Повисла пауза – в самый раз, чтобы успеть нацедить флакончик купороса. Затем он добавил:
– Но ты ведь и пальцем не пошевелил, чтобы ее подманить.
– Ладно, бывай! – сказал он на прощание, захлопывая дверь.
– Бывай! – ответил я.
Вот так.
Даже размажь он меня по стенке, я бы и то не чувствовал себя таким раздавленным. Я готов был умереть на месте – теперь же и немедленно. Те крохи брони, что у меня еще сохранились, расплавились окончательно. От меня осталось только жирное пятно. Грязная отметина на лике земли.
Снова оказавшись в темноте, я машинально зажег свечу и сомнамбулически уставился на листок с набросками пьесы. В ней должно быть три акта и только три действующих лица. Надо ли перечислять их поименно, этих бродячих актеров!
Я бегло просмотрел план, где была расписана каждая сцена – с разметкой кульминаций, заднего плана и уж не знаю чего еще. Все это я давно знал наизусть. Но на сей раз я читал это с таким ощущением, словно пьеса уже написана. Я видел, что можно сделать с материалом. (Я даже слышал аплодисменты после каждого акта.) Теперь все стало ясно. Ясно, как туз пик. Чего я, однако, не видел, так это как я ее пишу. Да я и не смог бы написать ее пером.

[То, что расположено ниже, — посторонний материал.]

/// Easing curves applied to normalised progress.
#[derive(Clone, Copy, Debug, Default, PartialEq, serde::Serialize, serde::Deserialize)]
#[serde(rename_all = "snake_case")]
pub enum Ease {
    Linear,
    InQuad,
    OutQuad,
    InOutQuad,
    InCubic,
    OutCubic,
    InOutCubic,
    /// CSS `ease`, `cubic-bezier(0.25, 0.1, 0.25, 1)`.
    #[default]
    Css,
    /// CSS `ease-in-out`, `cubic-bezier(0.42, 0, 0.58, 1)`.
    CssInOut,
    /// The curve used by pulsing status dots, `cubic-bezier(0.4, 0, 0.6, 1)`.
    Pulse,
    /// Arbitrary CSS-style cubic bezier through `(0,0)`, `(x1,y1)`, `(x2,y2)`, `(1,1)`.
    Bezier { x1: f64, y1: f64, x2: f64, y2: f64 },
}

impl Ease {
    pub fn apply(self, t: f64) -> f64 {
        let t = crate::foundation::math::clamp_unit(t);
        match self {
            Self::Linear => t,
            Self::InQuad => t * t,
            Self::OutQuad => 1.0 - (1.0 - t) * (1.0 - t),
            Self::InOutQuad => {
                if t < 0.5 {
                    2.0 * t * t
                } else {
                    1.0 - ((-2.0 * t + 2.0).powi(2) / 2.0)
                }
            }
            Self::InCubic => t * t * t,
            Self::OutCubic => 1.0 - (1.0 - t).powi(3),
            Self::InOutCubic => {
                if t < 0.5 {
                    4.0 * t * t * t
                } else {
                    1.0 - ((-2.0 * t + 2.0).powi(3) / 2.0)
                }
            }
            Self::Css => cubic_bezier(0.25, 0.1, 0.25, 1.0, t),
            Self::CssInOut => cubic_bezier(0.42, 0.0, 0.58, 1.0, t),
            Self::Pulse => cubic_bezier(0.4, 0.0, 0.6, 1.0, t),
            Self::Bezier { x1, y1, x2, y2 } => {
                cubic_bezier(x1.clamp(0.0, 1.0), y1, x2.clamp(0.0, 1.0), y2, t)
            }
        }
    }
}

fn bezier_axis(p1: f64, p2: f64, s: f64) -> f64 {
    let inv = 1.0 - s;
    3.0 * inv * inv * s * p1 + 3.0 * inv * s * s * p2 + s * s * s
}

fn bezier_axis_slope(p1: f64, p2: f64, s: f64) -> f64 {
    let inv = 1.0 - s;
    3.0 * inv * inv * p1 + 6.0 * inv * s * (p2 - p1) + 3.0 * s * s * (1.0 - p2)
}

fn cubic_bezier(x1: f64, y1: f64, x2: f64, y2: f64, t: f64) -> f64 {
    if t <= 0.0 || t >= 1.0 {
        return t;
    }

    // Newton first, bisection when the slope flattens out.
    let mut s = t;
    for _ in 0..8 {
        let err = bezier_axis(x1, x2, s) - t;
        if err.abs() < 1e-7 {
            return bezier_axis(y1, y2, s);
        }
        let slope = bezier_axis_slope(x1, x2, s);
        if slope.abs() < 1e-6 {
            break;
        }
        s = (s - err / slope).clamp(0.0, 1.0);
    }

    let (mut lo, mut hi) = (0.0, 1.0);
    s = t;
    for _ in 0..64 {
        let x = bezier_axis(x1, x2, s);
        if (x - t).abs() < 1e-7 {
            break;
        }
        if x < t {
            lo = s;
        } else {
            hi = s;
        }
        s = 0.5 * (lo + hi);
    }
    bezier_axis(y1, y2, s)
}

#[cfg(test)]
#[path = "../../tests/unit/animation/ease.rs"]
mod tests;
use super::*;

#[test]
fn clamp_unit_handles_nan_and_bounds() {
    assert_eq!(clamp_unit(f64::NAN), 0.0);
    assert_eq!(clamp_unit(-3.0), 0.0);
    assert_eq!(clamp_unit(3.0), 1.0);
    assert_eq!(clamp_unit(0.4), 0.4);
}

#[test]
fn progress_with_zero_duration_is_complete() {
    assert_eq!(progress(0, 0), 1.0);
    assert_eq!(progress(50, 100), 0.5);
    assert_eq!(progress(500, 100), 1.0);
}

#[test]
fn overlap_is_never_negative() {
    assert_eq!(overlap_1d(0.0, 10.0, 20.0, 30.0), 0.0);
    assert_eq!(overlap_1d(0.0, 10.0, 5.0, 30.0), 5.0);
    assert_eq!(lerp(2.0, 4.0, 0.5), 3.0);
}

Ее надо было писать кровью.
Когда дела у меня были совсем швах – вот как сейчас, – я начинал изъясняться односложно, а то и вовсе молчал. Я даже почти не двигался. Мог невероятно долго оставаться на одном месте, в одной позе – хоть сидя, хоть стоя, хоть согнувшись.
В таком инертном состоянии они меня и застали, вернувшись домой. Я стоял лицом к стене, уткнувшись головой в лист оберточной бумаги. На столе оплывал огарок свечи. При входе они даже не заметили, что я стою там, прилепившись к стене. Какое-то время они молча суетились по дому. Вдруг Стася меня углядела. Она аж вскрикнула от неожиданности:
– Ой, смотри! Что это с ним?
Двигались у меня только глаза. А так я вполне мог сойти за статую. Хуже того – за труп!
Стася подергала меня за болтавшуюся, как плеть, руку. Рука слегка качнулась и снова повисла. Я даже не пикнул.
– Иди скорее! – позвала она Мону; та прискакала галопом. – Ты только посмотри на него!
Пришло время проявить признаки жизни. Не сходя с места и не меняя положения, я разжал челюсти и произнес голосом человека в железной маске:
– Ничего страшного, птички мои. Не волнуйтесь. Просто я… просто я думал.
– Думал? – проверещали они хором.
– Так точно, херувимушки, думал. А что тут странного?
– Сядь, пожалуйста! – взмолилась Мона и быстренько придвинула кресло. Я плюхнулся в него, словно в бассейн с теплой водой. Как хорошо было сделать эти несколько движений! Но я не хотел, чтобы мне было хорошо. Я хотел наслаждаться собственной депрессией.
Неужели это я от стояния у стены так здорово успокоился? Хотя мой ум сохранял прежнюю активность, это была спокойная активность. Он больше не бежал со мной наперегонки. Мысли приходили и уходили – без спешки, без суеты, позволяя мне какое-то время потешиться ими, полелеять их. На этой спокойной, плавной волне я и достиг, за секунду до появления Моны и Стаси, пика ясности в обдумывании заключительного акта. Пьеса начала сама собой выписываться у меня в голове, без малейшего усилия с моей стороны.
Сидя теперь, вместе со своими мыслями, вполоборота к девицам, я затараторил, как автомат. Это не была беседа, я просто проговаривал свой текст. Так актер в гримерной по инерции продолжает жестикулировать, хотя занавес давно опущен.
Они как-то странно притихли, я это почуял. Обычно они в это время возились с ногтями или волосами. А тут вдруг так присмирели, что было слышно, как мои слова эхом отдаются от стен. Я мог говорить и одновременно слушать самого себя. Блеск! Мило галлюцинировал, так сказать.